TASK INPUTS:
++++++++
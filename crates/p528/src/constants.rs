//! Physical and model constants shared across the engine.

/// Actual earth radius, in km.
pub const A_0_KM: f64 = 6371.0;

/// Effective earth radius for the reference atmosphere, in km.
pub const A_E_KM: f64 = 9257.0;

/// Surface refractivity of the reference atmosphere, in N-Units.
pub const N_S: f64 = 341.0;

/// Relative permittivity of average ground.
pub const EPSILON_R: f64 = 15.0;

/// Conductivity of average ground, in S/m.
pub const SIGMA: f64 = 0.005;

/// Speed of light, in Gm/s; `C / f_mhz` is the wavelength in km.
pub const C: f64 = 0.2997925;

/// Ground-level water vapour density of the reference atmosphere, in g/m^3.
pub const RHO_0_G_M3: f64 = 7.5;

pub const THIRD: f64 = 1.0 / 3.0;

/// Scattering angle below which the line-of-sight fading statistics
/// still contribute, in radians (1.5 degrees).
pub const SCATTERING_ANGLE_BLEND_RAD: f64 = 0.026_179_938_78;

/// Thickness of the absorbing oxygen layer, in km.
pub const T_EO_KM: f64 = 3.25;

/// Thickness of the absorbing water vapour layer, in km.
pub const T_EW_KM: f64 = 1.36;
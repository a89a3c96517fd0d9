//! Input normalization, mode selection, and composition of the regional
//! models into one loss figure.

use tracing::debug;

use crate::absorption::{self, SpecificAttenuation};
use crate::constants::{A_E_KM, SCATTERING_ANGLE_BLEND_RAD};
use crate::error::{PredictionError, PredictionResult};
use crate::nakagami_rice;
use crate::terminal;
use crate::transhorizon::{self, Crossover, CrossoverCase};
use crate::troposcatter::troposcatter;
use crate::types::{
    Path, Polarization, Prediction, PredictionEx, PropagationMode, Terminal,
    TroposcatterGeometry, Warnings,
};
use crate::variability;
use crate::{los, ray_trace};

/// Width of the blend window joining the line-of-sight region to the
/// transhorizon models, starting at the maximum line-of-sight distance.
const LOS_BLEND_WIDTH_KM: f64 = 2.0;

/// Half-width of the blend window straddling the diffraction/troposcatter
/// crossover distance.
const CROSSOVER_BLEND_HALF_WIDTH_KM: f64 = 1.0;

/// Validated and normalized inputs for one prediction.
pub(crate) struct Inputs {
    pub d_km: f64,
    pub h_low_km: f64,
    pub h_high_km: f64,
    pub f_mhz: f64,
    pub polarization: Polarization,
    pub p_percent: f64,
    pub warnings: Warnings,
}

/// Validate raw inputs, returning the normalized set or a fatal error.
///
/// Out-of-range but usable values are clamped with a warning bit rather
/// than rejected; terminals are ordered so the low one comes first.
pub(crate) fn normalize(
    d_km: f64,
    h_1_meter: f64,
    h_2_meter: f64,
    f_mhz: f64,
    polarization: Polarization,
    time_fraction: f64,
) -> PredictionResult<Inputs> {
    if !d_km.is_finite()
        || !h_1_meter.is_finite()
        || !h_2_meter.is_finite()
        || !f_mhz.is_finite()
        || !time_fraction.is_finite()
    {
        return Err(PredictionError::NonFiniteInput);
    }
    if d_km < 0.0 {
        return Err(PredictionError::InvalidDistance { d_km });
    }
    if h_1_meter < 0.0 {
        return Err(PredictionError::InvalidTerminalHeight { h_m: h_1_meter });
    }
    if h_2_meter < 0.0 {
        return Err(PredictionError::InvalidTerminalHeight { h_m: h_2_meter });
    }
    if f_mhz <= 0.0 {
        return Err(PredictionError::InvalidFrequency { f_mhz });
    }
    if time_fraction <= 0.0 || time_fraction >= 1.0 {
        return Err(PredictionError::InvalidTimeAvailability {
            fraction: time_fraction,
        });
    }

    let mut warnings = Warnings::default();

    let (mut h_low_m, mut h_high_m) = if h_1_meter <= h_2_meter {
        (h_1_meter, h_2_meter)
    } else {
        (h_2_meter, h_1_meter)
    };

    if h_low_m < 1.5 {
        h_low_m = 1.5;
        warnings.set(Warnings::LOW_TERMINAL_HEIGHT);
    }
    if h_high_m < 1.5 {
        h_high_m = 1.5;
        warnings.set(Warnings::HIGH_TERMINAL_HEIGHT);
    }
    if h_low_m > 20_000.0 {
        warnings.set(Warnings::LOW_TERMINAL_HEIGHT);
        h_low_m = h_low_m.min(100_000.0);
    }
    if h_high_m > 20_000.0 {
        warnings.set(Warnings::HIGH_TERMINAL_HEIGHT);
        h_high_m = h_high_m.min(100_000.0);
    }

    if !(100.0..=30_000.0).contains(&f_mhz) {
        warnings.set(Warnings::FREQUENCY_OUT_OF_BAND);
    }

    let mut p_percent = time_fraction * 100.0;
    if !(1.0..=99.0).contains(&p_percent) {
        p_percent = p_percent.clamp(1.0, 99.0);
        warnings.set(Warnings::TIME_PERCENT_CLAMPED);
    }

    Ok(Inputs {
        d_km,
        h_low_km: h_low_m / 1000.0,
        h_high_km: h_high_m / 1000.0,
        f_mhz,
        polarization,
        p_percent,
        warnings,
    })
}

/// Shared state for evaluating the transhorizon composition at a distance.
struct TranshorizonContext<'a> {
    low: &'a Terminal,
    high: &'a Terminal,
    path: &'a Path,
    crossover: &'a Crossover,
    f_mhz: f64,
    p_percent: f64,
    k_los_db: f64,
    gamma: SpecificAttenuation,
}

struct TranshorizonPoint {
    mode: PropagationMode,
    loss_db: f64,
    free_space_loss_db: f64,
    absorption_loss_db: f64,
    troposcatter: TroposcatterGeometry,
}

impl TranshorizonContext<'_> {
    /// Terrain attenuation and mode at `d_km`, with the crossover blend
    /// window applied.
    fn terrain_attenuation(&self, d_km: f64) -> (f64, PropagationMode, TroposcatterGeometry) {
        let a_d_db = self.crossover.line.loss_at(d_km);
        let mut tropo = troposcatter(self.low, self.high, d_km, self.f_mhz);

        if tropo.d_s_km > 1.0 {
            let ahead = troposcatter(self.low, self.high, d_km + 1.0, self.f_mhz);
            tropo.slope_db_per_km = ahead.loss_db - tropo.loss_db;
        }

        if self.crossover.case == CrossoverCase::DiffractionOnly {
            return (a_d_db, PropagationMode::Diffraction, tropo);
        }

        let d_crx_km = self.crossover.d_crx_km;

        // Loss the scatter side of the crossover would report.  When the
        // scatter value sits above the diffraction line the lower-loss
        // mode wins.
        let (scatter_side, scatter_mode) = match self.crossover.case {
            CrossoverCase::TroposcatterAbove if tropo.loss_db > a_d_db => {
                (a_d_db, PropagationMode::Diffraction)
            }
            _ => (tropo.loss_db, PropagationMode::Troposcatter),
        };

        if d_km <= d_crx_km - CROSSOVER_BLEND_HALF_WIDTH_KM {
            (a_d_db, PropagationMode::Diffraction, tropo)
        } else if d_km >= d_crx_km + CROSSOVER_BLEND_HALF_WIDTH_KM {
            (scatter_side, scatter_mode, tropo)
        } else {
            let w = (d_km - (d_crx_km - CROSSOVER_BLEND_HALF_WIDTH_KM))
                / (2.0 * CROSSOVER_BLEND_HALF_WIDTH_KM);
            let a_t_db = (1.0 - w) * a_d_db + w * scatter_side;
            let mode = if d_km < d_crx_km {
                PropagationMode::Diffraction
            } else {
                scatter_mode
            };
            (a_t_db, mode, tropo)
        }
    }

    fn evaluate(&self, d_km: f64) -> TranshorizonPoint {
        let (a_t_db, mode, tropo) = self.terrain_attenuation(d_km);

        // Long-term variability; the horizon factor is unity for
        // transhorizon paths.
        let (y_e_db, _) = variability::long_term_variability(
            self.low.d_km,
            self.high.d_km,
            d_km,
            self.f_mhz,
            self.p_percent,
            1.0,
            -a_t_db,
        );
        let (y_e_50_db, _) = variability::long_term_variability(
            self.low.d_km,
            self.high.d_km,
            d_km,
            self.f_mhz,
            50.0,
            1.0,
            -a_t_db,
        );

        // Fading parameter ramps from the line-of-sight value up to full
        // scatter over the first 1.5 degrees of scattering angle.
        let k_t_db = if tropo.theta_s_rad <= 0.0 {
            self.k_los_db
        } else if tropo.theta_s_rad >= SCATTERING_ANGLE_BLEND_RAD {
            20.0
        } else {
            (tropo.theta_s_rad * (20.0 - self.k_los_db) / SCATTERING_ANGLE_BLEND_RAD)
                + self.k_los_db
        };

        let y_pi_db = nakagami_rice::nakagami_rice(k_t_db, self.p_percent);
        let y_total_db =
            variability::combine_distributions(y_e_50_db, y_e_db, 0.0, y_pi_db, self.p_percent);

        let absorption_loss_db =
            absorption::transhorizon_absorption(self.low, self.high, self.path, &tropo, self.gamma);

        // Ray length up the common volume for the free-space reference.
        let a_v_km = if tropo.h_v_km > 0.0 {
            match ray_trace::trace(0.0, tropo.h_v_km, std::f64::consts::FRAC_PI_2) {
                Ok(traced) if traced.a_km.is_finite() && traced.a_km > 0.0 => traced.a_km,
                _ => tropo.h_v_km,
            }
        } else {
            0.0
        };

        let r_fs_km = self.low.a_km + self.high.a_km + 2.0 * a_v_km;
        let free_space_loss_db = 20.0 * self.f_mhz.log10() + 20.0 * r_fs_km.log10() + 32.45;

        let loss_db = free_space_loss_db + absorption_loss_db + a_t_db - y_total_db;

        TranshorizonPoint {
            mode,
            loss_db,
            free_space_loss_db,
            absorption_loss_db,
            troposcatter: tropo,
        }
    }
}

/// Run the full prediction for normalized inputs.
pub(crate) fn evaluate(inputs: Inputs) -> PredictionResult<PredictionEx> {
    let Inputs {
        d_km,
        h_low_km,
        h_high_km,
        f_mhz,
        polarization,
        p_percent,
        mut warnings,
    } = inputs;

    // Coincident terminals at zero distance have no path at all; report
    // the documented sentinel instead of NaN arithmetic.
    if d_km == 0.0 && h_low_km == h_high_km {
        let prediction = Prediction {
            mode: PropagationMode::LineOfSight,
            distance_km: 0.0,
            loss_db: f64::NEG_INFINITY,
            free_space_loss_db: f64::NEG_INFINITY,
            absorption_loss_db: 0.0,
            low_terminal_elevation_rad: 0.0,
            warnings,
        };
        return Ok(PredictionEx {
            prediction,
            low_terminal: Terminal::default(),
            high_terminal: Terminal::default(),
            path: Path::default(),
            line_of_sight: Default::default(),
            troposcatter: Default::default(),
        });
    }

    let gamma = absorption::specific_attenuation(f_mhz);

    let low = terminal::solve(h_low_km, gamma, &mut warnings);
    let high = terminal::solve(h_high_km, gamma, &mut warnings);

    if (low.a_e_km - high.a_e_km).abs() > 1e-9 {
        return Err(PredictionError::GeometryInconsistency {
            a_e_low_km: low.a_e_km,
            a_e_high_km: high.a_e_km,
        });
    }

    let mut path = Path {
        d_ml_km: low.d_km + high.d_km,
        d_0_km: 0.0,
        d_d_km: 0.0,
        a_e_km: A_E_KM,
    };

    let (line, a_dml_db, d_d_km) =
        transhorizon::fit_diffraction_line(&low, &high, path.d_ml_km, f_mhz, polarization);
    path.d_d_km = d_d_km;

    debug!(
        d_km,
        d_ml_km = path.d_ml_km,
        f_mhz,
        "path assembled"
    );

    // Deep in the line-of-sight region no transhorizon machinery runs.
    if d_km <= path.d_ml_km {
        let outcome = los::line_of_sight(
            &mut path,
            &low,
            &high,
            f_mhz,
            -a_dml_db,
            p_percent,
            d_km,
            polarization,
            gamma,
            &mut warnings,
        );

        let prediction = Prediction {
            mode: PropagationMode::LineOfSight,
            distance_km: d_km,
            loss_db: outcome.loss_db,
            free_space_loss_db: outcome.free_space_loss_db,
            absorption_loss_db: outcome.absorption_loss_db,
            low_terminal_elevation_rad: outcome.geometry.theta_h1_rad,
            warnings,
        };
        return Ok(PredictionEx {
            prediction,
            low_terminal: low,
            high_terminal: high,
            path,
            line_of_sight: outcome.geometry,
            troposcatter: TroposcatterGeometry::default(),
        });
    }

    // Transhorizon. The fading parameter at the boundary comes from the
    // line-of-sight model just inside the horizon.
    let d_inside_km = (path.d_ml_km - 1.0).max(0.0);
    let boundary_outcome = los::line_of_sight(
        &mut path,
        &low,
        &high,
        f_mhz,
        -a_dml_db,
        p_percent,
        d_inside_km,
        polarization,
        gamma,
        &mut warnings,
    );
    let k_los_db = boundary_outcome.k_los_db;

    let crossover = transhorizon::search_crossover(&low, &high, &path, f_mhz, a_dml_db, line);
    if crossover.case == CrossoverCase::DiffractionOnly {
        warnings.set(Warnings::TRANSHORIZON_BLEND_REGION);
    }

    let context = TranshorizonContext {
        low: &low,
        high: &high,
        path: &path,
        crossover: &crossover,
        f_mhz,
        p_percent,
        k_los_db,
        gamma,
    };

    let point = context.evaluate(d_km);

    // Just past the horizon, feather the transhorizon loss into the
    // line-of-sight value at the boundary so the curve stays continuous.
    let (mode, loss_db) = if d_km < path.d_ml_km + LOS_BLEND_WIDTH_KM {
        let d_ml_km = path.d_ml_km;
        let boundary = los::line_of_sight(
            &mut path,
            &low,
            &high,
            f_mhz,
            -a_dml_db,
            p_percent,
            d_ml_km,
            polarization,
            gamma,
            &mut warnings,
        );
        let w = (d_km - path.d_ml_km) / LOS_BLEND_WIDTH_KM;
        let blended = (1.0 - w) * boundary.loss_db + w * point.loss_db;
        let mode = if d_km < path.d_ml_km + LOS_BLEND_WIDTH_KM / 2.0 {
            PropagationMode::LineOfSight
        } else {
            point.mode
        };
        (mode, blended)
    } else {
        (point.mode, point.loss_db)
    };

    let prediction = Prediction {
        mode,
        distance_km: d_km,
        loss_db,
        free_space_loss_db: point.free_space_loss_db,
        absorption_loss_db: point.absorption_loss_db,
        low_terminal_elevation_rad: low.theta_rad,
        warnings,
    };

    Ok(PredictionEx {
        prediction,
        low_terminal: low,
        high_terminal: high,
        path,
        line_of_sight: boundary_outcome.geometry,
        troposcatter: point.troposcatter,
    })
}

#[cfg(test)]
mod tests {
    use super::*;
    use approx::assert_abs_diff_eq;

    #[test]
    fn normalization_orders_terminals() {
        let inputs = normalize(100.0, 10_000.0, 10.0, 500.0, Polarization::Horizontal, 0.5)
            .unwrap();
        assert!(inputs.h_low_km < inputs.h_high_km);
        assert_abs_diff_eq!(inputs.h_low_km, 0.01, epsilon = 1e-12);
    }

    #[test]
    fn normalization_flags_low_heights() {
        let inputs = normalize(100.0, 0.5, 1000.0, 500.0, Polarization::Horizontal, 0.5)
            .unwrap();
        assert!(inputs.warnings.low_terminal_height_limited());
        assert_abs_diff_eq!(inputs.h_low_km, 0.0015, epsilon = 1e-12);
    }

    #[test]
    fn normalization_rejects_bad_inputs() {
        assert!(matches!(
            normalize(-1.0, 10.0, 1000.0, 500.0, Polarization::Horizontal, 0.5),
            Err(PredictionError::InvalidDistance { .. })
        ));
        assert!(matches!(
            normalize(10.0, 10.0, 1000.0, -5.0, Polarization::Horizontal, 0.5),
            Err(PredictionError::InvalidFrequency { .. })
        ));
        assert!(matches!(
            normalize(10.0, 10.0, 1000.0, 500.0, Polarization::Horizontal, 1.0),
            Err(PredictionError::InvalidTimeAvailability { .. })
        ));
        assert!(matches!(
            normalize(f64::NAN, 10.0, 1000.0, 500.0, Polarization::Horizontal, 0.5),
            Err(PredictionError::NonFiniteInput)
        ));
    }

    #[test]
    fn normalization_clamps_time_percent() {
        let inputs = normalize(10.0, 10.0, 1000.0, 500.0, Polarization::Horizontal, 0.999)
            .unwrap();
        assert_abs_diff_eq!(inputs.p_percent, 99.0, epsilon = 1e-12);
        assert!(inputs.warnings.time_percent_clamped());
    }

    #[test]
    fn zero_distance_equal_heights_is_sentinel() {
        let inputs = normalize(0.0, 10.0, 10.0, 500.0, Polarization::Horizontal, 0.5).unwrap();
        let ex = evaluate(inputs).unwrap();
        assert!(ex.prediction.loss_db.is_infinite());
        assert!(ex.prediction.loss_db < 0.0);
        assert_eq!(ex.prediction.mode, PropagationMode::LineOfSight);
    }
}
++++++++
EXERCISE GOAL:
Show each line of the data that contains the string "InvalidFrequency".

SOLUTION TO THE EXERCISE:
        return Err(PredictionError::InvalidFrequency { f_mhz });
            Err(PredictionError::InvalidFrequency { .. })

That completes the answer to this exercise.